_Work required_
Every line below that holds the string "https" should be copied out.

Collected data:

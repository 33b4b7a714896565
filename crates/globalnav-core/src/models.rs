//! Data models for the navigation bar
//!
//! Defines the two record types held by the document store: `Link` and
//! `Preference`. Both are flat key-value records so they serialize to the
//! same JSON shape the admin panel and render path exchange.

use serde::{Deserialize, Serialize};

/// A navigable destination shown in the bar
#[derive(Debug, Clone, Serialize, Deserialize, PartialEq, Eq)]
pub struct Link {
    /// Caller-supplied identifier (uniqueness is not enforced)
    pub id: String,
    /// Display name
    pub name: String,
    /// Destination URL
    pub url: String,
}

impl Link {
    /// Create a new link
    pub fn new(
        id: impl Into<String>,
        name: impl Into<String>,
        url: impl Into<String>,
    ) -> Self {
        Self {
            id: id.into(),
            name: name.into(),
            url: url.into(),
        }
    }
}

/// A single configurable setting for the bar's appearance or behavior
///
/// Only `value` is mutated after the record is seeded; the remaining
/// fields describe the setting to the admin panel.
#[derive(Debug, Clone, Serialize, Deserialize, PartialEq, Eq)]
pub struct Preference {
    /// Lookup key, expected unique within the collection (not enforced)
    pub key: String,
    /// Display name
    pub name: String,
    /// Current value
    #[serde(default)]
    pub value: String,
    /// Placeholder text shown in the admin form
    #[serde(default, skip_serializing_if = "Option::is_none")]
    pub placeholder: Option<String>,
    /// Help text shown in the admin form
    #[serde(default, skip_serializing_if = "Option::is_none")]
    pub description: Option<String>,
    /// Input widget hint (e.g. "textarea")
    #[serde(rename = "type", default, skip_serializing_if = "Option::is_none")]
    pub kind: Option<String>,
}

impl Preference {
    /// Create a new preference with an empty value
    pub fn new(key: impl Into<String>, name: impl Into<String>) -> Self {
        Self {
            key: key.into(),
            name: name.into(),
            value: String::new(),
            placeholder: None,
            description: None,
            kind: None,
        }
    }

    /// Set the placeholder text
    pub fn with_placeholder(mut self, placeholder: impl Into<String>) -> Self {
        self.placeholder = Some(placeholder.into());
        self
    }

    /// Set the help text
    pub fn with_description(mut self, description: impl Into<String>) -> Self {
        self.description = Some(description.into());
        self
    }

    /// Set the input widget hint
    pub fn with_kind(mut self, kind: impl Into<String>) -> Self {
        self.kind = Some(kind.into());
        self
    }

    /// The fixed default preference set seeded into an empty collection
    ///
    /// Seeding is a one-time bootstrap: an existing deployment whose
    /// collection is already non-empty never receives new entries from
    /// this list.
    pub fn defaults() -> Vec<Preference> {
        vec![
            Preference::new("customCSS", "Custom CSS")
                .with_placeholder("body {backgroud: magenta;}")
                .with_kind("textarea")
                .with_description("Include any CSS to be inserted to the navbar."),
            Preference::new("cseId", "Google CSE ID")
                .with_placeholder("012345678901234567890:abcdefghijk")
                .with_description(
                    "Display a Google Custom Search field in the navbar by providing a CSE ID.",
                ),
            Preference::new("csePlaceholder", "Search Placeholder")
                .with_placeholder("Search")
                .with_description("Placeholder text displayed in the search field by default."),
        ]
    }
}

#[cfg(test)]
mod tests {
    use super::*;

    #[test]
    fn test_link_new() {
        let link = Link::new("1", "Home", "https://example.com/");
        assert_eq!(link.id, "1");
        assert_eq!(link.name, "Home");
        assert_eq!(link.url, "https://example.com/");
    }

    #[test]
    fn test_preference_new() {
        let pref = Preference::new("cseId", "Google CSE ID");
        assert_eq!(pref.key, "cseId");
        assert_eq!(pref.name, "Google CSE ID");
        assert!(pref.value.is_empty());
        assert!(pref.placeholder.is_none());
        assert!(pref.description.is_none());
        assert!(pref.kind.is_none());
    }

    #[test]
    fn test_preference_builders() {
        let pref = Preference::new("customCSS", "Custom CSS")
            .with_placeholder("body {}")
            .with_description("Extra CSS")
            .with_kind("textarea");
        assert_eq!(pref.placeholder.as_deref(), Some("body {}"));
        assert_eq!(pref.description.as_deref(), Some("Extra CSS"));
        assert_eq!(pref.kind.as_deref(), Some("textarea"));
    }

    #[test]
    fn test_defaults() {
        let defaults = Preference::defaults();
        assert_eq!(defaults.len(), 3);

        let keys: Vec<&str> = defaults.iter().map(|p| p.key.as_str()).collect();
        assert_eq!(keys, vec!["customCSS", "cseId", "csePlaceholder"]);

        // Every default starts with an empty value
        assert!(defaults.iter().all(|p| p.value.is_empty()));
        assert_eq!(defaults[0].kind.as_deref(), Some("textarea"));
    }

    #[test]
    fn test_link_serialization() {
        let link = Link::new("1", "Docs", "https://a.com/docs");
        let json = serde_json::to_string(&link).unwrap();
        let deserialized: Link = serde_json::from_str(&json).unwrap();
        assert_eq!(link, deserialized);
    }

    #[test]
    fn test_preference_kind_serializes_as_type() {
        let pref = Preference::new("customCSS", "Custom CSS").with_kind("textarea");
        let json = serde_json::to_string(&pref).unwrap();
        assert!(json.contains("\"type\":\"textarea\""));
        assert!(!json.contains("\"kind\""));

        let parsed: Preference = serde_json::from_str(&json).unwrap();
        assert_eq!(parsed.kind.as_deref(), Some("textarea"));
    }

    #[test]
    fn test_preference_optional_fields_omitted() {
        let pref = Preference::new("cseId", "Google CSE ID");
        let json = serde_json::to_string(&pref).unwrap();
        assert!(!json.contains("placeholder"));
        assert!(!json.contains("description"));
        assert!(!json.contains("type"));
    }

    #[test]
    fn test_preference_missing_value_defaults_to_empty() {
        let parsed: Preference =
            serde_json::from_str(r#"{"key": "cseId", "name": "Google CSE ID"}"#).unwrap();
        assert!(parsed.value.is_empty());
    }
}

_Your response_
        let link = Link::new("1", "Home", "https://example.com/");
        assert_eq!(link.url, "https://example.com/");
        let link = Link::new("1", "Docs", "https://a.com/docs");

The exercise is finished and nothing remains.